The first dot represents what you and other learners can do now. The second dot represents a solution to one of five generic problems. You choose how you will connect these dots from what you see, hear, and in other ways sense with your body.
Making each connection solves one of those five problems. Lessons of teachers, books, speeches, news reports, and other social activities address these problems, sometimes with extravagant details.
These five questions can guide your focus as you try to figure out how to do something in life, whether in academics, families, sports, music, on tests or in another social activity. Learners in school classrooms have found them helpful guides. Educators can show you how to figure out ways to do something more efficiently.

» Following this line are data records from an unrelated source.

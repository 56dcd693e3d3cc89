//! Trainer configuration shared by the CLI commands

use std::{fmt, fs::File, path::Path, str::FromStr};

use serde::{Deserialize, Serialize};

use crate::{
    Error, Result,
    td::AgentConfig,
    tictactoe::Player,
};

/// How agents are seated during training
#[derive(Debug, Clone, Copy, Default, PartialEq, Eq, Serialize, Deserialize)]
#[serde(rename_all = "kebab-case")]
pub enum TrainingMode {
    /// One agent plays both marks
    #[default]
    SelfPlay,
    /// An X agent and an O agent, each with its own table
    Duel,
}

impl fmt::Display for TrainingMode {
    fn fmt(&self, f: &mut fmt::Formatter<'_>) -> fmt::Result {
        match self {
            TrainingMode::SelfPlay => write!(f, "self-play"),
            TrainingMode::Duel => write!(f, "duel"),
        }
    }
}

impl FromStr for TrainingMode {
    type Err = Error;

    fn from_str(s: &str) -> Result<Self> {
        match s.trim().to_ascii_lowercase().as_str() {
            "self-play" | "selfplay" | "single" => Ok(TrainingMode::SelfPlay),
            "duel" | "dual" | "pair" => Ok(TrainingMode::Duel),
            other => Err(Error::InvalidConfiguration {
                message: format!("unknown training mode '{other}' (expected self-play or duel)"),
            }),
        }
    }
}

/// Everything a training session needs
#[derive(Debug, Clone, Serialize, Deserialize)]
#[serde(default)]
pub struct TrainerConfig {
    /// Hyperparameters shared by every agent in the session
    pub agent: AgentConfig,

    /// Sign of the main agent
    pub sign: Player,

    pub mode: TrainingMode,

    /// Number of train-then-evaluate rounds
    pub rounds: usize,

    /// Training episodes per round
    pub episodes_per_round: usize,

    /// Greedy evaluation games before training and after every round
    pub eval_games: usize,

    /// Opening player of training episodes
    pub train_first: Player,

    /// Opening player of evaluation games
    pub eval_first: Player,

    /// Random seed for reproducibility
    pub seed: Option<u64>,

    /// Whether to show progress bars
    pub progress: bool,
}

impl Default for TrainerConfig {
    fn default() -> Self {
        Self {
            agent: AgentConfig::default(),
            sign: Player::X,
            mode: TrainingMode::SelfPlay,
            rounds: 10,
            episodes_per_round: 3000,
            eval_games: 3000,
            train_first: Player::O,
            eval_first: Player::X,
            seed: None,
            progress: false,
        }
    }
}

impl TrainerConfig {
    /// Load a config from JSON; missing fields take their defaults
    pub fn load<P: AsRef<Path>>(path: P) -> Result<Self> {
        let file = File::open(path.as_ref()).map_err(|source| Error::Io {
            operation: format!("open config {}", path.as_ref().display()),
            source,
        })?;
        let config: Self = serde_json::from_reader(file)?;
        config.validate()?;
        Ok(config)
    }

    pub fn save<P: AsRef<Path>>(&self, path: P) -> Result<()> {
        let file = File::create(path.as_ref()).map_err(|source| Error::Io {
            operation: format!("create config {}", path.as_ref().display()),
            source,
        })?;
        serde_json::to_writer_pretty(file, self)?;
        Ok(())
    }

    pub fn validate(&self) -> Result<()> {
        self.agent.validate()?;
        if self.rounds > 0 && self.episodes_per_round == 0 {
            return Err(Error::InvalidConfiguration {
                message: "episodes_per_round must be positive when rounds > 0".to_string(),
            });
        }
        Ok(())
    }
}
//! Save and load trained agents as MessagePack files.

use std::{
    fs::File,
    io::{BufReader, BufWriter},
    path::Path,
};

use anyhow::{Context, Result, anyhow};
use serde::{Deserialize, Serialize};

use crate::{
    td::{
        agent::{Agent, AgentConfig},
        value_table::ValueTable,
    },
    tictactoe::Player,
};

/// Training history stored next to the table
#[derive(Debug, Clone, Default, Serialize, Deserialize)]
pub struct TrainingMetadata {
    /// Episodes the table has been trained on
    pub episodes: usize,
    /// Self-play or duel
    pub mode: Option<String>,
    /// RFC 3339 timestamp of the save, if the caller supplied one
    pub saved_at: Option<String>,
}

#[derive(Debug, Clone, Serialize, Deserialize)]
pub struct SavedAgent {
    pub version: u32,
    pub sign: Player,
    pub config: AgentConfig,
    table: ValueTable,
    rng_seed: Option<u64>,
    pub metadata: TrainingMetadata,
}

impl SavedAgent {
    pub const VERSION: u32 = 1;

    pub fn from_agent(agent: &Agent, metadata: TrainingMetadata) -> Self {
        Self {
            version: Self::VERSION,
            sign: agent.sign(),
            config: *agent.config(),
            table: agent.table().clone(),
            rng_seed: agent.rng_seed(),
            metadata,
        }
    }

    /// Rebuild the agent from the saved table and hyperparameters.
    ///
    /// The random generator is not persisted, only the seed it was created
    /// from. A seeded agent therefore restarts its stream from that seed and
    /// replays the tie-breaks and explorations of a freshly seeded agent; an
    /// unseeded one draws a new generator from the thread RNG.
    pub fn to_agent(&self) -> Result<Agent> {
        if self.version != Self::VERSION {
            return Err(anyhow!(
                "Unsupported agent save format version: {}. Expected {}",
                self.version,
                Self::VERSION
            ));
        }
        self.config
            .validate()
            .context("Saved agent has invalid hyperparameters")?;

        Ok(Agent::from_parts(
            self.table.clone(),
            self.sign,
            self.config,
            self.rng_seed,
        ))
    }

    pub fn table_size(&self) -> usize {
        self.table.len()
    }

    pub fn save_to_file<P: AsRef<Path>>(&self, path: P) -> Result<()> {
        let file = File::create(path.as_ref())
            .with_context(|| format!("Failed to create file: {}", path.as_ref().display()))?;
        let mut writer = BufWriter::new(file);

        rmp_serde::encode::write(&mut writer, self).context("Failed to serialize agent")?;
        log::info!("saved agent ({} states) to {}", self.table.len(), path.as_ref().display());

        Ok(())
    }

    pub fn load_from_file<P: AsRef<Path>>(path: P) -> Result<Self> {
        let file = File::open(path.as_ref())
            .with_context(|| format!("Failed to open file: {}", path.as_ref().display()))?;
        let reader = BufReader::new(file);

        rmp_serde::decode::from_read(reader).context("Failed to deserialize agent")
    }
}
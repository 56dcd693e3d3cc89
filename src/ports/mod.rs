//! Ports (trait boundaries) between the episode loop and its consumers.

pub mod observer;

pub use observer::Observer;
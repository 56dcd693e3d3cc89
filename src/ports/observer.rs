//! Observer port - hooks for watching episodes without coupling the loop to
//! any particular report format.

use crate::{
    Result,
    tictactoe::{GameOutcome, Player, State},
};

/// Observer trait for monitoring training and evaluation runs
///
/// # Event Sequence
///
/// 1. `on_training_start(total_games)` - once
/// 2. For each game:
///    - `on_game_start(game_num)`
///    - `on_move(...)` - once per half-move
///    - `on_game_end(game_num, outcome)`
/// 3. `on_training_end()` - once
///
/// # Examples
///
/// ```no_run
/// use tdttt::{ports::Observer, tictactoe::GameOutcome};
///
/// struct Counter {
///     games: usize,
/// }
///
/// impl Observer for Counter {
///     fn on_game_end(&mut self, _game_num: usize, _outcome: GameOutcome) -> tdttt::Result<()> {
///         self.games += 1;
///         Ok(())
///     }
/// }
/// ```
pub trait Observer: Send {
    fn on_training_start(&mut self, _total_games: usize) -> Result<()> {
        Ok(())
    }

    fn on_game_start(&mut self, _game_num: usize) -> Result<()> {
        Ok(())
    }

    /// Called after each half-move has been applied to the board.
    ///
    /// `prior` is the state before the move, `next` the state after it and
    /// `player` the mark that was placed.
    fn on_move(
        &mut self,
        _game_num: usize,
        _step_num: usize,
        _prior: &State,
        _next: &State,
        _player: Player,
    ) -> Result<()> {
        Ok(())
    }

    fn on_game_end(&mut self, _game_num: usize, _outcome: GameOutcome) -> Result<()> {
        Ok(())
    }

    fn on_training_end(&mut self) -> Result<()> {
        Ok(())
    }
}
//! tdttt CLI - train Tic-Tac-Toe agents with temporal-difference learning
//!
//! Set `RUST_LOG=debug` (or `trace`) for per-episode logging.

use anyhow::Result;
use clap::{Parser, Subcommand};

#[derive(Parser)]
#[command(name = "tdttt")]
#[command(version, about = "Self-play TD learning for Tic-Tac-Toe", long_about = None)]
struct Cli {
    #[command(subcommand)]
    command: Commands,
}

#[derive(Subcommand)]
enum Commands {
    /// Train an agent by self-play or as a duel, evaluating after each round
    Train(Box<tdttt::cli::commands::train::TrainArgs>),

    /// Play against an agent in the terminal
    Play(tdttt::cli::commands::play::PlayArgs),

    /// Show what a saved agent has learned
    Inspect(tdttt::cli::commands::inspect::InspectArgs),
}

fn main() -> Result<()> {
    env_logger::Builder::from_env(env_logger::Env::default().default_filter_or("warn")).init();
    let cli = Cli::parse();

    match cli.command {
        Commands::Train(args) => tdttt::cli::commands::train::execute(*args),
        Commands::Play(args) => tdttt::cli::commands::play::execute(args),
        Commands::Inspect(args) => tdttt::cli::commands::inspect::execute(args),
    }
}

The five generic problems are listed here as questions. Notice that they are arranged from simplest to most complex, easiest to hardest to solve and that you need to answer the previous question to answer the subsequent problem.
1. What is it? Depending how this question is asked, a correct answer can require a name for an object, its social function (use). For example, “1” is a numeral. What does it do? It is a way to say a Quantity. How do I use it? To calculate how many of something exists.
2. What is like it? /a/ stands for the first letter of the alphabet as /1/ stands for the first numeral in mathematics.
3. What is it not? /1/ is not two airplanes or two zebras.
4. What comes next, as in a sequence:1, 2, 3, x? A correct answer is /4/. And
5. What is missing in this sequence: 1, 2, x, 4? A correct answer is /3/.
To learn to solve these problems, teachers show you how to weave together options from three strands of social life: (1) of what you sense from instruction, (2) from what you must do to learn as instructed, and (3) from the subject matter of the lesson. These strands exist at four levels, as in a stack of pancakes: sensory, problem solution, a solution acceptable to most people, and a solution valued by society. Everything you do before the one correct choice consists of trial-and-errors to select a solution that the most accomplished people in society use to solve it.
At the same time that you choose what and how you learn, you choose the obstacles in your life you say or see that you must overcome. Educators use lessons based on a curriculum to show you ways to overcome some obstacles more efficiently than just through your trial-and-errors. You must then use what you learn to choose when and how to overcome other obstacles. Scientists say you will likely generalize from specifics of lessons to principles for making similar choices to solve similar problems. They have repeated their experiments in and out of schools and laboratories with over a million learners taught by thousands of educators and social service workers in the United States and in other countries. Poets, novelists, performance artists, and others have described in their own ways versions of these parts of learning for eons.
On behalf of the scientists, educators, and learners who precede you, we wish you the best as you make choices that form your place in society. May your choices benefit yourselves, your loved ones, and others you have not met. In these ways, your learning serves in society as oxygen serves in biology.